Opening of the Apiary Exhibit in North Carolina City Park
North Carolina City Park | The two hives that make up the new apiary—the scientific name for a bee garden—in the public park are already occupied by the bees. The New Hanover County Beekeepers Group has been working toward opening a public apiary for more than ten years, according to association president Susan Warwick.
“We have wanted bees in a public place for over ten to twelve years now,” she remarked. And we’re quite eager to see that come to pass.
The apiary, which recently hosted a ribbon cutting, is the first of its sort in the region, according to Warwick. The beekeepers and the city of Wilmington, which owns and maintains Halyburton Park, collaborated on the project.
The city of Wilmington cut down a dead tree branch this summer, and many of the bees that now reside in the apiary were moved from it, according to Andrea Dillon, treasurer of the New Hanover County Beekeepers Association.
Two hive boxes make up the apiary. Around 60,000 bees live in each box, which is also adorned by Regional Park with artwork that features venus flytraps, goldenrod, blackberries, and other flowering plants that the bees pollinate.
The COVID-19 pandemic gave the organisation, which holds monthly meetings and has more than 100 members, the chance to finally construct an apiary in a public area, according to Warwick. They started sending out “feelers” to see what their alternatives were. The city of Wilmington was sympathetic to the proposal, and Andy Fairbanks, the recreation director of North Carolina City Park , assisted in creating a memorandum of understanding between the group and the city.
The beekeepers focused on creating a habitat for the bees after receiving the all-clear. They eventually located two Boy Scouts who agreed to lend a hand in the construction of the apiary for their Eagle Scout projects.
Oliver Anguish built the “queen’s castle,” a box containing three hives with resources that can support the larger hives when they need it, and Ryan Sproull built the stand that supports the hives over the course of several weeks this summer. Sproull also built the fence-like enclosure that surrounds the apiary.
He described it as “basically three small beehives with like their own queens and everything.”
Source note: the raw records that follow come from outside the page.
//! Property-based tests for synthesis, scales and layout.
//!
//! Run: cargo test --test property_test

#![allow(clippy::unwrap_used, missing_docs)]

use approx::assert_relative_eq;
use proptest::prelude::*;

use engagement_heatmap::color::Rgba;
use engagement_heatmap::figure::{Figure, LayoutPolicy};
use engagement_heatmap::framebuffer::Framebuffer;
use engagement_heatmap::scale::nice_ticks;
use engagement_heatmap::synth::{synthesize, SynthesisParams, BASE_ENGAGEMENT};

proptest! {
    #![proptest_config(ProptestConfig::with_cases(64))]

    /// Clipping keeps every cell non-negative whatever the seed or noise level.
    #[test]
    fn prop_cells_never_negative(seed in any::<u64>(), noise_std in 0.0f64..2.0) {
        let table = synthesize(&SynthesisParams { seed, noise_std, scale: 1200.0 }).unwrap();
        prop_assert_eq!(table.values().len(), 24 * 7);
        prop_assert!(table.values().iter().all(|&v| v >= 0.0));
    }

    /// With the noise fixed by the seed, the multiplier scales every cell linearly.
    #[test]
    fn prop_scale_is_linear(seed in any::<u64>(), scale in 0.0f64..5000.0) {
        let reference = synthesize(&SynthesisParams { seed, scale: 1200.0, ..SynthesisParams::default() }).unwrap();
        let scaled = synthesize(&SynthesisParams { seed, scale, ..SynthesisParams::default() }).unwrap();
        for (a, b) in reference.values().iter().zip(scaled.values()) {
            assert_relative_eq!(a * scale / 1200.0, *b, epsilon = 1e-9, max_relative = 1e-12);
        }
    }

    /// The same seed always yields the same table.
    #[test]
    fn prop_seed_is_deterministic(seed in any::<u64>()) {
        let params = SynthesisParams { seed, ..SynthesisParams::default() };
        prop_assert_eq!(synthesize(&params).unwrap(), synthesize(&params).unwrap());
    }

    /// Without noise the table is the clipped base matrix times the scale.
    #[test]
    fn prop_zero_noise_is_base(seed in any::<u64>()) {
        let table = synthesize(&SynthesisParams { seed, noise_std: 0.0, scale: 1200.0 }).unwrap();
        for (hour, row) in BASE_ENGAGEMENT.iter().enumerate() {
            for (day, base) in row.iter().enumerate() {
                assert_relative_eq!(table.value(hour, day).unwrap(), base.max(0.0) * 1200.0);
            }
        }
    }

    /// Ticks ascend and stay within the requested range.
    #[test]
    fn prop_nice_ticks_in_range(min in -1000.0f32..1000.0, span in 0.01f32..5000.0, count in 2usize..12) {
        let max = min + span;
        let ticks = nice_ticks(min, max, count);
        prop_assert!(ticks.len() <= count + 1);
        let slack = span * 1e-3 + min.abs().max(max.abs()) * 1e-5;
        for t in &ticks {
            prop_assert!(*t >= min - slack && *t <= max + slack, "tick {} outside [{}, {}]", t, min, max);
        }
        prop_assert!(ticks.windows(2).all(|w| w[1] > w[0]));
    }

    /// Content-fit output never exceeds the canvas and keeps the ink.
    #[test]
    fn prop_content_fit_within_canvas(x in 0u32..60, y in 0u32..60, w in 1u32..20, h in 1u32..20) {
        let mut fb = Framebuffer::new(64, 64).unwrap();
        fb.clear(Rgba::WHITE);
        fb.fill_rect(x, y, w, h, Rgba::BLACK);

        let figure = Figure { width_in: 1.0, height_in: 1.0, dpi: 64, layout: LayoutPolicy::ContentFitCrop { pad_inches: 0.1 } };
        let out = figure.finish(fb, Rgba::WHITE).unwrap();
        prop_assert!(out.width() <= 64 && out.height() <= 64);
        prop_assert!(out.content_bounds(Rgba::WHITE).is_some());
    }
}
Two-year association president Warwick said the group has a “wish list” item for bringing bees into a public area because they see a public apiary as a method to educate the public about bees and the significant role they play as pollinators.
That is one thing that the club wants to share with the neighbourhood, according to Warwick. “(People) know that bees sting and that bees produce honey, but that’s about the extent of their knowledge,”
Warwick expressed her hope that by letting visitors to Halyburton Park learn about and watch bees, they will be able to appreciate the insects and make bee-aware decisions when choosing to use pesticides or spray for mosquitoes.
She remarked, “Perhaps if we can get people excited about it, they’ll take better care of the bees too.